Went downstairs and, lo and behold, the network shows up. So, I choose it and of course I'm asked for the password. Sort of like remembering an old phone number, for some reason, after about ten attempts, I remembered the password. I'm getting 3/5 bars, and it isn't the quickest, but I got on with no problem. 

So, I thought, well, let's see if it works for the extender (which is closer to the computer in the basement if you go through the floor  

I haven't been down there yet to see if there's a difference, but the APE is showing up as a network choice on my Macbookpro. 

I'm assuming it's still the same old security that was on there in the past....hopefully... is there anyway to check that? I guess I could try running the airport utility and see what shows up....

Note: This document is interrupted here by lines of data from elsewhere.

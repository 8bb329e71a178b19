//! Acquisition orchestrator: three-tier lookup, then the live crawl.

use std::path::PathBuf;
use std::thread;
use std::time::Duration;

use chrono::{Local, NaiveDate};
use log::{error, info, warn};
use url::Url;

use crate::discount::discount_stats;
use crate::error::ScoutError;
use crate::extract::{parse_detail_page, parse_listing_page, ListingStub};
use crate::fetch::Fetcher;
use crate::html_cache::HtmlCache;
use crate::price::parse_price;
use crate::ratings::RatingResolver;
use crate::snapshot;
use crate::store::RecordStore;
use crate::types::ItemRecord;

/// One of the three ordered data sources consulted during acquisition.
#[derive(Debug, Clone, Copy, PartialEq, Eq)]
pub enum Tier {
    Store,
    Snapshot,
    Scrape,
}

/// Tier selection as a pure function of the inputs that matter.
pub fn choose_tier(store_empty: bool, snapshot_valid: bool, force_refresh: bool) -> Tier {
    if force_refresh {
        Tier::Scrape
    } else if !store_empty {
        Tier::Store
    } else if snapshot_valid {
        Tier::Snapshot
    } else {
        Tier::Scrape
    }
}

/// Everything an acquisition run needs, owned in one place.
pub struct Acquisition {
    pub store: RecordStore,
    snapshot_path: PathBuf,
    fetcher: Fetcher,
    page_cache: HtmlCache,
    resolver: RatingResolver,
    /// Politeness pause between successive detail-page fetches.
    detail_delay: Duration,
}

impl Acquisition {
    pub fn new(
        store: RecordStore,
        snapshot_path: impl Into<PathBuf>,
        fetcher: Fetcher,
        page_cache: HtmlCache,
        resolver: RatingResolver,
        detail_delay: Duration,
    ) -> Self {
        Self {
            store,
            snapshot_path: snapshot_path.into(),
            fetcher,
            page_cache,
            resolver,
            detail_delay,
        }
    }

    /// Produce the working record set: store, then snapshot, then live
    /// scrape. A storage failure at any tier degrades to the next one.
    pub fn acquire(
        &self,
        base_url: &str,
        force_refresh: bool,
    ) -> Result<Vec<ItemRecord>, ScoutError> {
        let store_records = if force_refresh {
            Vec::new()
        } else {
            info!("attempting to load records from the database");
            self.store.load_all().unwrap_or_else(|e| {
                warn!("could not load from database: {e}");
                Vec::new()
            })
        };

        let snapshot_records = if force_refresh || !store_records.is_empty() {
            Vec::new()
        } else {
            info!("attempting to load records from the snapshot");
            snapshot::load(&self.snapshot_path).unwrap_or_else(|e| {
                info!("snapshot unavailable: {e}");
                Vec::new()
            })
        };

        match choose_tier(
            store_records.is_empty(),
            !snapshot_records.is_empty(),
            force_refresh,
        ) {
            Tier::Store => {
                info!("loaded {} records from the database", store_records.len());
                Ok(store_records)
            }
            Tier::Snapshot => {
                info!("loaded {} records from the snapshot", snapshot_records.len());
                Ok(snapshot_records)
            }
            Tier::Scrape => self.scrape(base_url),
        }
    }

    /// Crawl listing pages sequentially until the pagination signal or a
    /// page fetch gives out. Partial results are kept: a failed listing
    /// page ends the crawl, a failed item skips only that item.
    fn scrape(&self, base_url: &str) -> Result<Vec<ItemRecord>, ScoutError> {
        info!("fetching wishlist data from the web");
        let today = Local::now().date_naive();
        let mut items: Vec<ItemRecord> = Vec::new();
        let mut page = 1u32;

        loop {
            let url = if page == 1 {
                base_url.to_string()
            } else {
                format!("{base_url}?page={page}")
            };
            info!("fetching listing page {page}: {url}");
            let html = match self.fetcher.fetch(&url) {
                Ok(body) => {
                    self.page_cache.put(&url, &body);
                    body
                }
                Err(e) => {
                    error!("listing page {page} failed, stopping crawl: {e}");
                    break;
                }
            };

            let listing = parse_listing_page(&html);
            info!("found {} listing cards on page {page}", listing.card_count);
            if listing.card_count == 0 {
                info!("no more listing cards, stopping");
                break;
            }

            for stub in &listing.stubs {
                match self.store.exists(&stub.title) {
                    Ok(true) => {
                        info!("skipping {:?}: already in database", stub.title);
                        continue;
                    }
                    Ok(false) => {}
                    Err(e) => warn!("database lookup failed for {:?}: {e}", stub.title),
                }

                if let Some(record) = self.process_stub(base_url, stub, today) {
                    // Persist-then-append: each record is durable the moment
                    // it is complete, independent of the rest of the crawl.
                    if let Err(e) = self.store.upsert(&record) {
                        error!("failed to persist {:?}: {e}", record.title);
                    }
                    items.push(record);
                }
            }

            if !listing.has_next {
                info!("no next page link found, stopping");
                break;
            }
            page += 1;
        }

        if items.is_empty() {
            warn!("crawl produced no new records; returning current database contents");
            return self.store.load_all();
        }

        match snapshot::export(&self.snapshot_path, &items) {
            Ok(()) => info!("exported {} records to the snapshot", items.len()),
            Err(e) => error!("failed to export snapshot: {e}"),
        }
        Ok(items)
    }

    /// Enrich one listing stub into a complete record, or `None` if its
    /// detail page is unusable.
    fn process_stub(
        &self,
        base_url: &str,
        stub: &ListingStub,
        today: NaiveDate,
    ) -> Option<ItemRecord> {
        info!("processing {:?}", stub.title);

        let current_price = match &stub.price_text {
            Some(text) => parse_price(text),
            None => {
                warn!("no price found for {:?}", stub.title);
                0.0
            }
        };

        let Some(href) = &stub.detail_href else {
            warn!("no detail link for {:?}, skipping", stub.title);
            return None;
        };
        let Some(detail_url) = absolute_detail_url(base_url, href) else {
            warn!("unusable detail link {href:?} for {:?}, skipping", stub.title);
            return None;
        };

        thread::sleep(self.detail_delay);

        // Detail pages are cache-first even on a forced refresh.
        let detail_html = match self.page_cache.get(&detail_url) {
            Some(body) => body,
            None => match self.fetcher.fetch(&detail_url) {
                Ok(body) => {
                    self.page_cache.put(&detail_url, &body);
                    body
                }
                Err(e) => {
                    error!("detail fetch failed for {:?}: {e}", stub.title);
                    return None;
                }
            },
        };

        let detail = parse_detail_page(&detail_html);
        let steam_score = self.resolver.resolve(&self.fetcher, &stub.title);
        let stats = discount_stats(&detail.raw_discount_dates, today);

        Some(ItemRecord {
            title: stub.title.clone(),
            current_price,
            metascore: detail.metascore,
            openscore: detail.openscore,
            steam_score,
            last_discount: stats.last_discount.map(|d| d.format("%Y-%m-%d").to_string()),
            avg_days_between_discounts: stats.avg_days_between_discounts,
            days_since_last_discount: stats.days_since_last_discount,
        })
    }
}

/// Join a listing card's link target against the wishlist host.
fn absolute_detail_url(base_url: &str, href: &str) -> Option<String> {
    let base = Url::parse(base_url).ok()?;
    base.join(href).ok().map(|u| u.to_string())
}

#[cfg(test)]
mod tests {
    use super::*;

    #[test]
    fn force_refresh_always_scrapes() {
        assert_eq!(choose_tier(false, true, true), Tier::Scrape);
        assert_eq!(choose_tier(true, true, true), Tier::Scrape);
        assert_eq!(choose_tier(true, false, true), Tier::Scrape);
    }

    #[test]
    fn populated_store_wins_without_refresh() {
        assert_eq!(choose_tier(false, true, false), Tier::Store);
        assert_eq!(choose_tier(false, false, false), Tier::Store);
    }

    #[test]
    fn empty_store_falls_back_to_snapshot_then_scrape() {
        assert_eq!(choose_tier(true, true, false), Tier::Snapshot);
        assert_eq!(choose_tier(true, false, false), Tier::Scrape);
    }

    #[test]
    fn detail_urls_resolve_against_the_wishlist_host() {
        assert_eq!(
            absolute_detail_url("https://deals.example.com/wishlist/abc", "/items/celeste")
                .as_deref(),
            Some("https://deals.example.com/items/celeste")
        );
        // Absolute links pass through untouched.
        assert_eq!(
            absolute_detail_url(
                "https://deals.example.com/wishlist/abc",
                "https://other.example.com/items/x"
            )
            .as_deref(),
            Some("https://other.example.com/items/x")
        );
        assert_eq!(
            absolute_detail_url("not a url", "/items/celeste"),
            None
        );
    }
}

PS Oddly, I swear the "About this Mac" said 10.4.8, but it should be 10.4.11. I updated years ago, but I'll doublecheck. Thanks for the link.


----------



## DeltaMac (Aug 5, 2013)

You can see what security level is used by your wireless network:
Go to your System Preferences/Network pane.
Click on the Airport in the list of network connections, then click on the Advanced button.
You should see a window showing your "preferred networks"
The line showing your network should also show the security level.
If there is MORE than one network in that list, you can drag your own network to the top of the list. That will probably help give you a more reliable connection, and often will connect faster. If there's only the one, don't worry about that.


----------



## TuckerdogAVL (Aug 6, 2013)

WPAPersonal should be good to go, correct?


----------